■ **WHAT IS NEEDED**
Copy out all the data, word for word.

START RECORDED INFORMATION

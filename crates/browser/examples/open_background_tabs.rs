//! Open a few URLs as background tabs in a running Chrome
//!
//! Start Chrome with `--remote-debugging-port=9222`, then pass the browser
//! websocket URL and the links to open:
//!
//! ```text
//! cargo run --example open_background_tabs -- ws://localhost:9222/devtools/browser/<id> https://example.com
//! ```

use browser::{BackgroundHandler, CdpConfig, CdpTabOpener, ExtensionMessage, OpenLinksRequest};

#[tokio::main]
async fn main() -> Result<(), Box<dyn std::error::Error>> {
    // Initialize tracing
    tracing_subscriber::fmt::init();

    let mut args = std::env::args().skip(1);
    let config = CdpConfig {
        cdp_url: args.next().unwrap_or_else(|| CdpConfig::default().cdp_url),
        ..Default::default()
    };
    let urls: Vec<String> = args.collect();

    println!("Connecting to Chrome at: {}", config.cdp_url);
    let opener = CdpTabOpener::connect(&config).await?;
    let client = opener.client().clone();
    println!("Connected!");

    let handler = BackgroundHandler::new(opener);
    let summary = handler
        .handle_message(&ExtensionMessage::OpenLinks(OpenLinksRequest::new(urls)))
        .await;

    println!("Opened targets: {:?}", summary.opened);
    if !summary.failed.is_empty() {
        println!("Failed: {:?}", summary.failed);
    }

    // Clean shutdown
    client.close().await?;
    println!("Disconnected");

    Ok(())
}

END RECORDED INFORMATION

■ **TASK RESULT**
filename crates/browser/examples/open_background_tabs.rs
//! Open a few URLs as background tabs in a running Chrome
//!
//! Start Chrome with `--remote-debugging-port=9222`, then pass the browser
//! websocket URL and the links to open:
//!
//! ```text
//! cargo run --example open_background_tabs -- ws://localhost:9222/devtools/browser/<id> https://example.com
//! ```

use browser::{BackgroundHandler, CdpConfig, CdpTabOpener, ExtensionMessage, OpenLinksRequest};

#[tokio::main]
async fn main() -> Result<(), Box<dyn std::error::Error>> {
    // Initialize tracing
    tracing_subscriber::fmt::init();

    let mut args = std::env::args().skip(1);
    let config = CdpConfig {
        cdp_url: args.next().unwrap_or_else(|| CdpConfig::default().cdp_url),
        ..Default::default()
    };
    let urls: Vec<String> = args.collect();

    println!("Connecting to Chrome at: {}", config.cdp_url);
    let opener = CdpTabOpener::connect(&config).await?;
    let client = opener.client().clone();
    println!("Connected!");

    let handler = BackgroundHandler::new(opener);
    let summary = handler
        .handle_message(&ExtensionMessage::OpenLinks(OpenLinksRequest::new(urls)))
        .await;

    println!("Opened targets: {:?}", summary.opened);
    if !summary.failed.is_empty() {
        println!("Failed: {:?}", summary.failed);
    }

    // Clean shutdown
    client.close().await?;
    println!("Disconnected");

    Ok(())
}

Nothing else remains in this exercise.